Sunday, September 11, 2016

Can we finally admit that it didn't work?

The experiment has been going on for more than 50 years now.  It was obvious that it didn't work after the first 10.  I am talking about closing the state mental hospitals and dumping the mentally ill onto the streets.  Thus began a flood of homelessness.

The idea sounded good, release them to community based facilities, where they would receive care close to their homes and families, not in the snake pits that many state hospitals had become.  But in a short time those community based facilities first became for-profit businesses, squeezing out the treatment part to increase profit margins.  Snake pits worse than the state hospitals they were replacing. Then the funding for even those dried up.

What we have today is a patchwork of good, bad, and non-existent treatment, and none of it is designed to address truly long term problems.

There is no cure for schizophrenia.  For many, it can be managed with medication, but it doesn't go away.

So those with schizophrenia require life long treatment.  Not necessarily life long hospitalization, but neither can they be shoved out into the street with nobody checking in with them, making sure they are taking their medication.  We no longer have any system to do that.  Unless someone has a rich relative to pay for private hospitalization, they are out of luck.

Not all the homeless are mentally ill.  There are runaway teenagers.  There are people that used to have a decent job, but our economy has failed them.  There are people with substance abuse problems. And even among the mentally ill, there are probably many who with treatment could be re-integrated into society.

Rebuilding the state hospital system is not a cure-all.  It doesn't solve all the problems of homelessness and mental illness.  But it does something, which is much better than the nothing or almost nothing that we are doing now.

The old system had serious flaws.  I hope we have learned what we did wrong in that old system, so we can do better next time.  But even with all of it's flaws, it was better than what we have replaced it with.

We tried something else, and it didn't work.  Is there anyone who thinks what we are doing now is working better than what it replaced?  I mean really, anyone?

For all it's flaws, the state hospital system was a treatment of last resort for many.  It is time to bring it back.
 

Thursday, September 8, 2016

One more rock and roll

Last Sunday I went to my first stadium rock concert in years. I had been given the ticket by a friend or I wouldn't have gone. Looking at the lineup, well, it wasn't bad but none of the bands were ones I had been dying to see. At least that was what I thought.

The first band, Tower of Power, was pretty good. Next up was The Doobie Brothers. I had never seen them and I had never really thought all that much about them one way or another. As they played, I realized how many songs that I really like are theirs. It is often the case that I enjoy music and never have any idea who the artist is.

The next band was the Steve Miller band. I was most interested in them for some reason, because I had never seen them (I hadn't see Tower of Power or the Doobie Brothers either for that matter) and was curious. They started pretty slow. The first song very perfunctory. The second was a little better and then things picked up and it was a good set.

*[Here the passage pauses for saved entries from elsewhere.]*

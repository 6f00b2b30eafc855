//! Configuration access port trait.

pub trait ConfigPort {
    fn get_string(&self, section: &str, key: &str) -> Option<String>;
    fn get_bool(&self, section: &str, key: &str, default: bool) -> bool;
}
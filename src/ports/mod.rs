//! Port traits implemented by [`crate::adapters`].

pub mod config_port;
pub mod data_port;
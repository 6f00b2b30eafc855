//! Engine configuration read through [`ConfigPort`].
//!
//! ```ini
//! [data]
//! dir = ./bars
//! format = csv
//!
//! [output]
//! pretty = true
//! ```

use std::fmt;
use std::path::PathBuf;
use std::str::FromStr;

use crate::domain::error::PlotscriptError;
use crate::ports::config_port::ConfigPort;

pub const DEFAULT_DATA_DIR: &str = ".";

/// On-disk layout of bar files.
#[derive(Debug, Clone, Copy, Default, PartialEq, Eq)]
pub enum DataFormat {
    #[default]
    Csv,
    Json,
}

impl DataFormat {
    pub fn extension(self) -> &'static str {
        match self {
            DataFormat::Csv => "csv",
            DataFormat::Json => "json",
        }
    }
}

impl fmt::Display for DataFormat {
    fn fmt(&self, f: &mut fmt::Formatter<'_>) -> fmt::Result {
        f.write_str(self.extension())
    }
}

impl FromStr for DataFormat {
    type Err = String;

    fn from_str(s: &str) -> Result<Self, Self::Err> {
        match s.trim().to_ascii_lowercase().as_str() {
            "csv" => Ok(DataFormat::Csv),
            "json" => Ok(DataFormat::Json),
            other => Err(format!("unknown format '{other}', expected csv or json")),
        }
    }
}

#[derive(Debug, Clone, PartialEq)]
pub struct EngineConfig {
    pub data_dir: PathBuf,
    pub format: DataFormat,
    pub pretty: bool,
}

impl Default for EngineConfig {
    fn default() -> Self {
        Self {
            data_dir: PathBuf::from(DEFAULT_DATA_DIR),
            format: DataFormat::default(),
            pretty: false,
        }
    }
}

impl EngineConfig {
    /// Build from config values, falling back to defaults for missing keys.
    pub fn from_port(config: &dyn ConfigPort) -> Result<Self, PlotscriptError> {
        validate_config(config)?;
        let format = match config.get_string("data", "format") {
            Some(value) => value.parse().map_err(|reason| invalid("data", "format", reason))?,
            None => DataFormat::default(),
        };
        Ok(Self {
            data_dir: config
                .get_string("data", "dir")
                .map(PathBuf::from)
                .unwrap_or_else(|| PathBuf::from(DEFAULT_DATA_DIR)),
            format,
            pretty: config.get_bool("output", "pretty", false),
        })
    }
}

pub fn validate_config(config: &dyn ConfigPort) -> Result<(), PlotscriptError> {
    validate_data_dir(config)?;
    validate_format(config)?;
    Ok(())
}

fn validate_data_dir(config: &dyn ConfigPort) -> Result<(), PlotscriptError> {
    match config.get_string("data", "dir") {
        Some(dir) if dir.trim().is_empty() => Err(invalid(
            "data",
            "dir",
            "dir must not be empty".to_string(),
        )),
        _ => Ok(()),
    }
}

fn validate_format(config: &dyn ConfigPort) -> Result<(), PlotscriptError> {
    if let Some(value) = config.get_string("data", "format") {
        value
            .parse::<DataFormat>()
            .map_err(|reason| invalid("data", "format", reason))?;
    }
    Ok(())
}

fn invalid(section: &str, key: &str, reason: String) -> PlotscriptError {
    PlotscriptError::ConfigInvalid {
        section: section.to_string(),
        key: key.to_string(),
        reason,
    }
}
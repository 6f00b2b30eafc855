use clap::Parser;
use plotscript::cli::{Cli, run};
use plotscript::logging::init_logging;

fn main() -> std::process::ExitCode {
    init_logging();
    run(Cli::parse())
}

The fourth band was Santana. I heard them once, a long time ago, as the opening act for the Grateful Dead. For whatever reason I wasn't impressed and was not really looking forward to hearing them again. I was about to be surprised.

The band came out on stage and the drums started. For the next 45 or 50 minutes, they didn't stop. There was no "this next song is", not even a breath of air. Even when the guitars were not playing, the drums were going and the transition from song to song was seamless. Carlos Santana is of course a great guitar player, but the band he has put together was tight and inexhaustible. After that 45 or 50 minutes they finally stopped, said thank you and walked off the stage.

For two minutes the audience applauded, then the drums began again. As the drums played the musicians returned to the stage and they all picked up right where they left off. All the band members got their spots in the light during their 45 minute encore. The highlight was the drummer.

Cindy Blackman was an accomplished jazz drummer long before she joined Santana. And during that drum solo she showed how good she is. While drum solos at rock shows are OK, I have never looked forward to one, never been spellbound by one. This drum solo had 40 thousand people spellbound. When she finally stood up from her drum kit, everyone was on their feet. She got louder applause than any of the bands that preceded the Santana set. And moments after receiving that applause, she was cranking up the beat again, the band picking up right where they left off, churning out song after song.

Journey followed Santana. I kind of felt sorry for any band that had to follow that set. They were OK, but it was Santana that made it a night to remember, made me glad I came.